- EXERCISE PROMPT: Check each line of the data for "Uuid", and copy the ones that have it.

- Collected data entries:
==================================================

//! Resolution of the caller's own backend user id.

use axum::http::HeaderMap;
use axum::http::header::COOKIE;
use uuid::Uuid;

/// Derives the backend user id a stored token is filed under.
pub trait CallerIdentityResolver: Send + Sync {
    fn resolve(&self, headers: &HeaderMap) -> String;
}

/// Uses the caller's session cookie as the user id, prefixed with a
/// deployment-specific string. Callers without a session get a fresh id.
#[derive(Debug, Clone)]
pub struct SessionCookieResolver {
    cookie_name: String,
    prefix: String,
}

impl SessionCookieResolver {
    pub fn new(cookie_name: impl Into<String>, prefix: impl Into<String>) -> Self {
        Self {
            cookie_name: cookie_name.into(),
            prefix: prefix.into(),
        }
    }

    fn session_id(&self, headers: &HeaderMap) -> Option<String> {
        headers
            .get_all(COOKIE)
            .iter()
            .filter_map(|value| value.to_str().ok())
            .flat_map(|value| value.split(';'))
            .filter_map(|pair| pair.trim().split_once('='))
            .find(|(name, value)| *name == self.cookie_name && !value.is_empty())
            .map(|(_, value)| value.to_string())
    }
}

impl CallerIdentityResolver for SessionCookieResolver {
    fn resolve(&self, headers: &HeaderMap) -> String {
        let session_id = self
            .session_id(headers)
            .unwrap_or_else(|| Uuid::new_v4().to_string());
        format!("{}{}", self.prefix, session_id)
    }
}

==================================================

- TASK RESPONSE:
use uuid::Uuid;
            .unwrap_or_else(|| Uuid::new_v4().to_string());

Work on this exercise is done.